Speaking alongside the squad announcement, England selector Luke Wright said: “It’s really tough on Pottsy. Looking at the squad, we wanted that option of a varied attack, so it was probably between him and Cooky [Sam Cook] for that other spare bowler if we were to lose [someone like] Woakesy. And we felt that someone like Cooky has just got the edge with that new ball.

“We’ve spoken many times about this varied attack. We want to make sure that we’ve still got some pace and I think Jamie [Overton] showed in white-ball cricket for us that he’s got a huge amount of pace there and bounce, he’s a real threat. He’s obviously had a taste of Test cricket before and did well, he got some runs there as well, which is great.”

The reasons given for Potts' omission – wanting the extra pace Overton can bring and needing new-ball cover in case of injury – sum up why Potts' Test career has been so stop-start since his debut during the first throes of the Stokes-McCullum era in 2022. While he’s a proven performer at Test level, he’s yet to find an identity as a bowler that marks him out as a pack-leading specialist.

On his Test debut, he was one quarter of a pace-attack otherwise made up of James Anderson, Stuart Broad and Ben Stokes. There was no question of what Potts’ role would be in that attack, as a first-change bowler to come on when the blockbuster new-ball pairing grew tired. Only once that summer did he deviate from that role, when Anderson didn’t play at Headingley.

When he was first selected, Rob Key gave a clear outline of what he saw Potts bringing to the side. “We see him as a point of difference,” said Key. “You see the way he runs in, the way that it looks like if you’re facing him, you’re in a proper contest… These are the picks I get really excited about.”

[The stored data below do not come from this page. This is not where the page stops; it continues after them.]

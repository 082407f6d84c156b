// SPDX-License-Identifier: BUSL-1.1
// Copyright (c) 2026 Alfred Jean LLC

//! Project identity and lifecycle state.

use crate::define_id;
use serde::{Deserialize, Serialize};

define_id! {
    /// Opaque, stable identifier assigned to a project at creation.
    pub struct ProjectId;
}

/// Lifecycle state of a project, per §3 of the data model.
///
/// `state = Executing` holds exactly when the project has a single
/// registered execution in the executor's active-process table; it is
/// never set directly by handlers outside that invariant.
#[derive(Debug, Clone, Copy, PartialEq, Eq, Serialize, Deserialize)]
#[serde(rename_all = "SCREAMING_SNAKE_CASE")]
pub enum ProjectState {
    Idle,
    Executing,
    Error,
}

impl ProjectState {
    pub fn as_str(&self) -> &'static str {
        match self {
            ProjectState::Idle => "IDLE",
            ProjectState::Executing => "EXECUTING",
            ProjectState::Error => "ERROR",
        }
    }
}

impl std::fmt::Display for ProjectState {
    fn fmt(&self, f: &mut std::fmt::Formatter<'_>) -> std::fmt::Result {
        write!(f, "{}", self.as_str())
    }
}

#[cfg(test)]
#[path = "project_tests.rs"]
mod tests;
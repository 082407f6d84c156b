// SPDX-License-Identifier: BUSL-1.1
// Copyright (c) 2026 Alfred Jean LLC

//! Message dispatcher (§4.7): maps an inbound envelope's `type` to a
//! handler, validating before any mutation and always producing a typed
//! response (or nothing, when the effect is already visible as a
//! broadcast the requester will receive on its own queue).

use gwy_core::{Direction, ErrorKind, Envelope, ExecuteOptions, GatewayError, ProjectId};
use gwy_engine::{EngineError, Router, Subscriber};
use serde_json::{json, Value};
use tokio::sync::mpsc;

use crate::connection::ConnState;
use crate::lifecycle::GatewayState;

/// Handle one inbound envelope. `tx`/`close_tx` are this connection's
/// outbound queue and slow-consumer signal, registered with the router on
/// every `project_join`.
pub async fn dispatch(
    state: &GatewayState,
    conn: &mut ConnState,
    tx: &mpsc::Sender<Envelope>,
    close_tx: &mpsc::Sender<ErrorKind>,
    envelope: Envelope,
) -> Option<Envelope> {
    if !conn.allow_message(state.config.max_messages_per_sec) {
        return Some(error_envelope(envelope.project_id, resource_limit("inbound message rate exceeded")));
    }
    if matches!(envelope.kind.as_str(), "project_join" | "project_leave")
        && !conn.allow_join_leave(state.config.max_join_leave_per_sec)
    {
        return Some(error_envelope(envelope.project_id, resource_limit("project join/leave rate exceeded")));
    }

    match envelope.kind.as_str() {
        "project_create" => Some(handle_project_create(state, envelope.data)),
        "project_delete" => Some(handle_project_delete(state, envelope.project_id)),
        "project_list" => Some(handle_project_list(state)),
        "project_join" => Some(handle_project_join(state, conn, tx, close_tx, envelope.project_id)),
        "project_leave" => Some(handle_project_leave(state, conn, envelope.project_id)),
        "execute" => handle_execute(state, conn, envelope.project_id, envelope.data).await,
        "agent_kill" => handle_agent_kill(state, envelope.project_id),
        "agent_new_session" => Some(handle_agent_new_session(state, envelope.project_id)),
        "get_messages" => Some(handle_get_messages(state, envelope.project_id, envelope.data)),
        other => Some(error_envelope(envelope.project_id, GatewayError::new(
            ErrorKind::InvalidParameter,
            format!("unknown message type '{other}'"),
        ))),
    }
}

fn handle_project_create(state: &GatewayState, data: Option<Value>) -> Envelope {
    let path = match data.as_ref().and_then(|d| d.get("path")).and_then(Value::as_str) {
        Some(path) => path,
        None => {
            return error_envelope(None, GatewayError::new(ErrorKind::InvalidParameter, "project_create requires a 'path' field"));
        }
    };

    match state.manager.create(path) {
        Ok(view) => Envelope::response("project_state", Some(view.id.clone()), Some(project_state_payload(&view))),
        Err(e) => error_envelope(None, e.into()),
    }
}

fn handle_project_delete(state: &GatewayState, project_id: Option<ProjectId>) -> Envelope {
    let Some(id) = project_id else {
        return error_envelope(None, missing_project_id());
    };

    match state.manager.delete(&id) {
        Ok(handle) => {
            let router = Router::new();
            for (_client, subscriber) in router.unsubscribe_all(&handle) {
                let _ = subscriber.tx.try_send(Envelope::response("project_deleted", Some(id.clone()), None));
            }
            Envelope::response("project_deleted", Some(id), None)
        }
        Err(e) => error_envelope(Some(id), e.into()),
    }
}

fn handle_project_list(state: &GatewayState) -> Envelope {
    let projects: Vec<Value> = state.manager.list().iter().map(project_state_payload).collect();
    Envelope::response("project_list_response", None, Some(json!({ "projects": projects })))
}

fn handle_project_join(
    state: &GatewayState,
    conn: &mut ConnState,
    tx: &mpsc::Sender<Envelope>,
    close_tx: &mpsc::Sender<ErrorKind>,
    project_id: Option<ProjectId>,
) -> Envelope {
    let Some(id) = project_id else {
        return error_envelope(None, missing_project_id());
    };

    let handle = match state.manager.get_or_not_found(&id) {
        Ok(handle) => handle,
        Err(e) => return error_envelope(Some(id), e.into()),
    };

    Router::new().subscribe(&handle, conn.client_id.clone(), Subscriber { tx: tx.clone(), close_tx: close_tx.clone() });
    conn.joined.insert(id.clone());
    Envelope::response("project_joined", Some(id), None)
}

fn handle_project_leave(state: &GatewayState, conn: &mut ConnState, project_id: Option<ProjectId>) -> Envelope {
    let Some(id) = project_id else {
        return error_envelope(None, missing_project_id());
    };
    if !conn.joined.contains(&id) {
        return error_envelope(Some(id), GatewayError::new(ErrorKind::InvalidParameter, "not joined to this project"));
    }

    if let Some(handle) = state.manager.get(&id) {
        Router::new().unsubscribe(&handle, &conn.client_id);
    }
    conn.joined.remove(&id);
    Envelope::response("project_left", Some(id), None)
}

async fn handle_execute(
    state: &GatewayState,
    conn: &ConnState,
    project_id: Option<ProjectId>,
    data: Option<Value>,
) -> Option<Envelope> {
    let id = match project_id {
        Some(id) => id,
        None => return Some(error_envelope(None, missing_project_id())),
    };
    if !conn.joined.contains(&id) {
        return Some(error_envelope(Some(id), GatewayError::new(ErrorKind::InvalidParameter, "must join the project before executing")));
    }

    let handle = match state.manager.get_or_not_found(&id) {
        Ok(handle) => handle,
        Err(e) => return Some(error_envelope(Some(id), e.into())),
    };

    let prompt = match data.as_ref().and_then(|d| d.get("prompt")).and_then(Value::as_str) {
        Some(p) => p.to_string(),
        None => return Some(error_envelope(Some(id), GatewayError::new(ErrorKind::InvalidParameter, "execute requires a 'prompt' field"))),
    };
    let options: ExecuteOptions = match data.as_ref().and_then(|d| d.get("options")) {
        Some(value) => match serde_json::from_value(value.clone()) {
            Ok(options) => options,
            Err(e) => return Some(error_envelope(Some(id), GatewayError::new(ErrorKind::InvalidParameter, e.to_string()))),
        },
        None => ExecuteOptions::default(),
    };

    if let Err(e) = handle.log.lock().append(Direction::Client, json!({ "prompt": prompt, "options": &options })) {
        tracing::warn!(project = %id, error = %e, "failed to log client execute request");
    }

    match state.executor.execute(handle, prompt, options).await {
        Ok(()) => None,
        Err(e) => Some(error_envelope(Some(id), e.into())),
    }
}

fn handle_agent_kill(state: &GatewayState, project_id: Option<ProjectId>) -> Option<Envelope> {
    let Some(id) = project_id else {
        return Some(error_envelope(None, missing_project_id()));
    };
    match state.executor.kill(&id) {
        Ok(()) => None,
        Err(e) => Some(error_envelope(Some(id), e.into())),
    }
}

fn handle_agent_new_session(state: &GatewayState, project_id: Option<ProjectId>) -> Envelope {
    let Some(id) = project_id else {
        return error_envelope(None, missing_project_id());
    };
    match state.manager.clear_session(&id) {
        Ok(()) => {
            let router = Router::new();
            if let Some(handle) = state.manager.get(&id) {
                router.broadcast(&handle, &Envelope::response("project_state", Some(id.clone()), Some(json!({ "state": "IDLE" }))));
            }
            Envelope::response("session_reset", Some(id), None)
        }
        Err(e) => error_envelope(Some(id), e.into()),
    }
}

fn handle_get_messages(state: &GatewayState, project_id: Option<ProjectId>, data: Option<Value>) -> Envelope {
    let Some(id) = project_id else {
        return error_envelope(None, missing_project_id());
    };
    let handle = match state.manager.get_or_not_found(&id) {
        Ok(handle) => handle,
        Err(e) => return error_envelope(Some(id), e.into()),
    };

    let since_ts = data.as_ref().and_then(|d| d.get("since_ts")).and_then(Value::as_str).unwrap_or("").to_string();
    let limit = data.as_ref().and_then(|d| d.get("limit")).and_then(Value::as_u64).unwrap_or(1000) as usize;

    match handle.log.lock().query(&since_ts, limit) {
        Ok(messages) => Envelope::response("messages_response", Some(id), Some(json!({ "messages": messages }))),
        Err(e) => error_envelope(Some(id), EngineError::from(e).into()),
    }
}

fn project_state_payload(view: &gwy_engine::ProjectView) -> Value {
    json!({
        "id": view.id,
        "path": view.path,
        "state": view.state,
        "session_id": view.session_id,
        "created_at": view.created_at,
        "last_active_at": view.last_active_at,
    })
}

fn missing_project_id() -> GatewayError {
    GatewayError::new(ErrorKind::InvalidParameter, "this message type requires 'project_id'")
}

fn resource_limit(message: &str) -> GatewayError {
    GatewayError::new(ErrorKind::ResourceLimit, message)
}

fn error_envelope(project_id: Option<ProjectId>, err: GatewayError) -> Envelope {
    let mut data = json!({ "code": err.kind.as_str(), "message": err.message });
    if let Some(details) = err.details {
        data["details"] = details;
    }
    Envelope::response("error", project_id, Some(data))
}

#[cfg(test)]
#[path = "dispatcher_tests.rs"]
mod tests;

Over the course of that summer, Potts largely fulfilled that brief. He took 20 wickets at 28 apiece as an impact bowler in an attack without an out and out speedster. Sending the ball down in the mid 80s, he also established himself as someone to run in and bowl long spells late into the day. When he was left out at the end of the summer after the first Test of the South Africa series, then opposition captain Dean Elgar expressed his surprise at the decision given Potts’ performance level. His omission came not long after he’d suffered heat stroke during an ODI in Durham, and his numbers were starting to reflect that a busy summer was starting to take its toll on a 22-year-old in the first outings of his international career. Nevertheless, his performances across the summer gained him the reputation of a banker for the future.

However, England’s attack has changed significantly since 2022, and that role envisioned for Potts at the start of his career hasn’t materialised. He was replaced by Ollie Robinson, who shared the new ball duties with Anderson and Broad at the end of that summer before starring in a different role alongside Mark Wood in the Pakistan series win that winter. Potts played just one Test in 2023, against Ireland at Lord’s, which also saw the emergence of Tongue as a promising future talent. Since then, despite Robinson falling away as a threat to his place, Potts’ Test opportunities have been sporadic. He played the first two Tests against Sri Lanka last summer, one in Pakistan and one in New Zealand.

Perhaps the greatest problem Potts’ faces is the fitness of Stokes. In the four-man attack picked in 2022 amidst another injury crisis, Potts’ ability to bowl spells at different points in the game, both with the new ball – a role he mostly plays in Durham’s Championship side – and to hit the deck with the older ball, made him an attractive option. Since then, however, Potts’ has only featured in two Tests that Stokes has been fit to bowl in. When Stokes is able to, he delivers with the old ball and the balance he provides in the top six allows England to field an express pace impact option Key once marked Potts’ out to play.

Outside of Stokes, England have their specialists. They have their new ball options in Woakes, Atkinson and Sam Cook – opening bowlers who can offer a level slightly above what Potts’ can in that role. They have their express quicks, with Wood, Overton, Tongue, Olly Stone and Jofra Archer all operating at speeds a notch above Potts’, and able to get more bounce and the X-factor Key openly wants in the attack. There’s also the emergence of Brydon Carse as that impact player, who also proved highly effective with the old ball in New Zealand.

Simply, Stokes allows England to field an attack of specialists, where previously bowlers have been required to fill multiple roles in a limited pack. Potts hasn’t quite fulfilled Key’s early assessment as that point of difference and, despite their injury crisis, others have risen above him in that field. While a brutal call to take for Potts, his omission is the clearest view yet of exactly where he sits in the pecking order.